First of all. a VERY Happy Mother’s Day this Sunday, to the most important better half of our families everywhere. Wish you all the very best with your family celebrations.

Second, for this week’s RTZ ‘Bigger Picture’, and at this point in the AI Tech Wave, I want to address the timing debate over AGI (aka Artificial General Intelligence, Super-Intelligence, Singularity, and a range of other variations).

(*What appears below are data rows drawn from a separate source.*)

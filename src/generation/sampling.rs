//! Sampling history
//!
//! Tracks every token fed to the sampler (prompt and generated) so the stop
//! detector can look back over the tail of the conversation. The engine's
//! sampler keeps its own copy for repetition penalties.

use std::collections::VecDeque;

use crate::generation::params::SamplingParams;
use crate::generation::stop::TAIL_TOKENS;
use crate::inference::backend::{BackendError, InferenceBackend, Token};

#[derive(Debug)]
pub struct SamplingContext {
    prev: VecDeque<Token>,
    capacity: usize,
}

impl SamplingContext {
    /// Initializes the engine sampler and an empty history
    pub fn init<B: InferenceBackend>(backend: &mut B, params: &SamplingParams) -> Result<Self, BackendError> {
        backend.init_sampler(params)?;
        let capacity = TAIL_TOKENS.max(params.penalty_last_n.max(0) as usize);
        Ok(Self {
            prev: VecDeque::with_capacity(capacity),
            capacity,
        })
    }

    /// Samples the next token
    pub fn sample<B: InferenceBackend>(&self, backend: &mut B, use_guidance: bool) -> Result<Token, BackendError> {
        backend.sample(use_guidance)
    }

    /// Records a token. Prompt tokens are accepted without grammar.
    pub fn accept<B: InferenceBackend>(&mut self, backend: &mut B, token: Token, apply_grammar: bool) {
        backend.accept(token, apply_grammar);
        if self.prev.len() == self.capacity {
            self.prev.pop_front();
        }
        self.prev.push_back(token);
    }

    pub fn last(&self) -> Option<Token> {
        self.prev.back().copied()
    }

    /// Decodes the last `n` tokens of history into text
    pub fn prev_str<B: InferenceBackend>(&self, backend: &B, n: usize) -> Result<String, BackendError> {
        let skip = self.prev.len().saturating_sub(n);
        let mut bytes = Vec::new();
        for token in self.prev.iter().skip(skip) {
            bytes.extend(backend.token_to_piece(*token, true)?);
        }
        Ok(String::from_utf8_lossy(&bytes).into_owned())
    }

    /// Releases the engine sampler
    pub fn free<B: InferenceBackend>(self, backend: &mut B) {
        backend.free_sampler();
    }
}
//! Prompt state cache
//!
//! Holds at most one snapshot of engine state taken right after a prompt was
//! evaluated. A later call with the byte-identical prompt restores the
//! snapshot and goes straight to sampling. Any other prompt evicts it.

use uuid::Uuid;

use crate::inference::backend::{BackendError, InferenceBackend, Token};

/// Whether a call may skip prompt evaluation
#[derive(Debug, Clone, Copy, PartialEq, Eq)]
pub enum ReuseDecision {
    /// Restore the snapshot and start sampling
    Reuse,
    /// Tokenize and evaluate the prompt
    Rebuild,
}

/// Single-slot cache of processed prompt state.
///
/// Owned by the caller between calls and handed to each generation by value.
#[derive(Debug, Clone)]
pub struct PromptCache {
    id: Uuid,
    last_prompt: String,
    processed_prompt_tokens: Vec<Token>,
    state: Option<Vec<u8>>,
}

impl Default for PromptCache {
    fn default() -> Self {
        Self::new()
    }
}

impl PromptCache {
    pub fn new() -> Self {
        Self {
            id: Uuid::new_v4(),
            last_prompt: String::new(),
            processed_prompt_tokens: Vec::new(),
            state: None,
        }
    }

    /// Decides whether `prompt` can reuse the snapshot in `handle`.
    ///
    /// A mismatched prompt discards the snapshot but keeps the handle. With
    /// caching disabled an existing handle is passed through untouched.
    pub fn lookup(handle: Option<PromptCache>, prompt: &str, cache_all: bool) -> (PromptCache, ReuseDecision) {
        let Some(mut cache) = handle else {
            return (PromptCache::new(), ReuseDecision::Rebuild);
        };

        if !cache_all {
            return (cache, ReuseDecision::Rebuild);
        }

        if cache.state.is_some() && cache.last_prompt == prompt {
            tracing::info!(cache = %cache.id, "Prompt match, reusing processed prompt state");
            return (cache, ReuseDecision::Reuse);
        }

        if cache.state.is_some() {
            tracing::debug!(cache = %cache.id, "New prompt, discarding cached prompt state");
        }
        cache.invalidate();
        (cache, ReuseDecision::Rebuild)
    }

    /// Restores the snapshot into the engine. Returns the number of prompt
    /// tokens the restored state covers.
    pub fn restore<B: InferenceBackend>(&self, backend: &mut B) -> Result<usize, BackendError> {
        let state = self
            .state
            .as_deref()
            .ok_or_else(|| BackendError::State("no snapshot cached".to_string()))?;
        backend.restore_state(state)?;
        Ok(self.processed_prompt_tokens.len())
    }

    /// Captures current engine state as the snapshot for `prompt`
    pub fn save<B: InferenceBackend>(
        &mut self,
        backend: &B,
        prompt: &str,
        tokens: &[Token],
    ) -> Result<(), BackendError> {
        self.invalidate();
        let state = backend.capture_state()?;
        tracing::debug!(
            cache = %self.id,
            "Saved prompt state ({} bytes, {} tokens)",
            state.len(),
            tokens.len()
        );
        self.state = Some(state);
        self.last_prompt = prompt.to_string();
        self.processed_prompt_tokens = tokens.to_vec();
        Ok(())
    }

    /// Drops the snapshot and token list
    pub fn invalidate(&mut self) {
        self.state = None;
        self.processed_prompt_tokens.clear();
    }

    /// Releases the handle
    pub fn free(self) {
        tracing::debug!(cache = %self.id, "Prompt cache freed");
    }

    pub fn id(&self) -> Uuid {
        self.id
    }

    pub fn last_prompt(&self) -> &str {
        &self.last_prompt
    }

    pub fn processed_prompt_tokens(&self) -> &[Token] {
        &self.processed_prompt_tokens
    }

    pub fn has_state(&self) -> bool {
        self.state.is_some()
    }
}
//! Loop-local generation counters

use crate::inference::backend::Token;

/// Tokens reserved at the end of the context window
pub const CONTEXT_SAFETY_MARGIN: usize = 4;

/// Counters for one generation call
#[derive(Debug, Clone, Default, PartialEq, Eq)]
pub struct GenerationState {
    /// Tokens evaluated (or reused) on the primary stream
    pub n_past: usize,
    /// Tokens moved from the pending input into evaluation
    pub n_consumed: usize,
    /// Leading session tokens matched so far
    pub n_session_consumed: usize,
    /// Position of the guidance stream
    pub n_past_guidance: usize,
    /// Remaining sampling budget; negative means unbounded
    pub n_remain: i64,
}

impl GenerationState {
    pub fn new(n_predict: i32) -> Self {
        Self {
            n_remain: n_predict as i64,
            ..Self::default()
        }
    }

    pub fn budget_exhausted(&self) -> bool {
        self.n_remain == 0
    }

    pub fn spend(&mut self) {
        if self.n_remain > 0 {
            self.n_remain -= 1;
        }
    }
}

/// Largest evaluation buffer that fits the context window
pub fn max_batch_len(n_ctx: usize) -> usize {
    n_ctx.saturating_sub(CONTEXT_SAFETY_MARGIN)
}

/// Cuts `batch` down to the context window minus the safety margin by
/// dropping tokens from the front. Returns how many were dropped.
pub fn truncate_to_window(batch: &mut Vec<Token>, n_ctx: usize) -> usize {
    let max = max_batch_len(n_ctx);
    if batch.len() <= max {
        return 0;
    }
    let skipped = batch.len() - max;
    batch.drain(..skipped);
    skipped
}
impl LoopContext<'_> {
    fn drive<B: InferenceBackend>(
        &mut self,
        backend: &mut B,
        sampling: &mut SamplingContext,
        embd_inp: Vec<Token>,
        state: &mut GenerationState,
    ) -> Result<Generated, GenerateError> {
        let n_ctx = backend.n_ctx();
        let n_batch = self.request.n_batch.max(1) as usize;
        let mut generated = Generated::default();
        let mut utf8 = Utf8Accumulator::new();
        let mut embd: Vec<Token> = Vec::new();

        while !state.budget_exhausted() {
            if !embd.is_empty() {
                let dropped = truncate_to_window(&mut embd, n_ctx);
                if dropped > 0 {
                    tracing::warn!(
                        "Input too long: skipped {} token{}",
                        dropped,
                        if dropped != 1 { "s" } else { "" }
                    );
                    generated.dropped_tokens += dropped;
                }

                self.session.splice(&mut embd, state);

                if let Some(guidance) = self.guidance {
                    guidance
                        .advance(backend, &embd, n_batch, state)
                        .map_err(GenerateError::GuidanceEvaluation)?;
                    tracing::trace!("n_past_guidance = {}", state.n_past_guidance);
                }

                for chunk in embd.chunks(n_batch) {
                    backend
                        .evaluate(chunk, state.n_past, StreamId::Primary)
                        .map_err(GenerateError::PrimaryEvaluation)?;
                    state.n_past += chunk.len();
                    tracing::trace!("n_past = {} / {}", state.n_past, n_ctx);
                }

                self.session.append(&embd, state);
            }

            embd.clear();
            let mut sampled = None;

            if embd_inp.len() <= state.n_consumed {
                self.checkpoint(backend, &embd_inp);

                let id = sampling
                    .sample(backend, self.guidance.is_some())
                    .map_err(GenerateError::Sampling)?;
                sampling.accept(backend, id, true);
                embd.push(id);
                state.spend();
                sampled = Some(id);

                let piece = backend
                    .token_to_piece(id, self.request.include_specials)
                    .map_err(GenerateError::Tokenization)?;
                generated.tokens.push(id);
                generated.bytes.extend_from_slice(&piece);
                if let Some(tx) = self.sink {
                    if let Some(text) = utf8.push(&piece) {
                        let _ = tx.send(StreamToken::Token(text));
                    }
                }
            } else {
                while embd_inp.len() > state.n_consumed {
                    let token = embd_inp[state.n_consumed];
                    embd.push(token);
                    sampling.accept(backend, token, false);
                    state.n_consumed += 1;
                    if embd.len() >= n_batch {
                        break;
                    }
                }
            }

            if sampled.is_some() && !self.stop.is_empty() {
                let tail = sampling
                    .prev_str(backend, TAIL_TOKENS)
                    .map_err(GenerateError::Tokenization)?;
                if let Some(hit) = self.stop.check(&tail, sampling.last()) {
                    tracing::info!("Found antiprompt {:?}", hit);
                    generated.finish = Some(FinishReason::Antiprompt);
                    break;
                }
            }

            if sampled.is_some_and(|id| backend.is_end_of_generation(id)) {
                tracing::debug!("End of generation token encountered");
                generated.finish = Some(FinishReason::EndOfGeneration);
                break;
            }
        }

        if let (Some(tx), Some(text)) = (self.sink, utf8.flush()) {
            let _ = tx.send(StreamToken::Token(text));
        }

        Ok(generated)
    }

    /// Persists the session and prompt snapshot the first time the loop
    /// reaches sampling, when engine state covers exactly the prompt.
    fn checkpoint<B: InferenceBackend>(&mut self, backend: &B, embd_inp: &[Token]) {
        if self.need_to_save_session {
            self.need_to_save_session = false;
            if let Err(e) = self.session.persist(backend) {
                tracing::warn!("Failed to save session: {}", e);
            }
        }

        if self.need_to_save_state {
            self.need_to_save_state = false;
            tracing::debug!("Saving processed prompt state ({} bytes)", backend.state_size());
            if let Err(e) = self.cache.save(backend, &self.request.prompt, embd_inp) {
                tracing::warn!("Failed to snapshot prompt state: {}", e);
                self.cache.invalidate();
            }
        }
    }
}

Since the dawn of computers over half a century ago, through all our science fiction in print and on the screen, and thus in our imagination, AGI, or a smarter than human ‘digital’ intelligence, has settled in our fears and aspirations, decades before its time. The most recent, 7th installation of Tom Cruise’s multi-billion dollar Mission Impossible franchise, with its AI Villain, being the most recent example.

Especially with Microsoft/OpenAI just deploying an ‘Air-gapped’ Azure GPT-4 Government Top Secret cloud for the Department of Defense (DoD). Fiction and Fact, blurring at a furious pace.

And with the exponential recent changes in LLM/Generative AI of late that I’ve talked about here for almost a year now, it’s becoming more urgent to talk about it again. With LLM models and their underlying AI GPU hardware exponentially doubling 10x or more every two years, and depreciating 10x or more in costs in the same time, it’s all the more important to talk about WHEN it may be here.

It’s potentially the Mother of all tech changes in the next few years, building on our collective digital knowledge. So let’s discuss. For now the timing, and in later posts, the countless implications, some potentially bad, but mostly good over time (IMHO).

AGI and its timing It came to the fore again after a series of discussions at conferences and meetings in the Bay area this past week with AI industry luminaries. I’ve talked in recent posts about the exponential AI Scaling Laws that are driving relentless improvements in LLM AI models and the underlying hardware. For humans, linear thinking is much easier than exponential. As I’ve said before, thirty paces down a football field gets us down part of the way, thirty steps exponentially gets us to the moon. With AI, we’re facing a thicket of exponential changes all at the same time.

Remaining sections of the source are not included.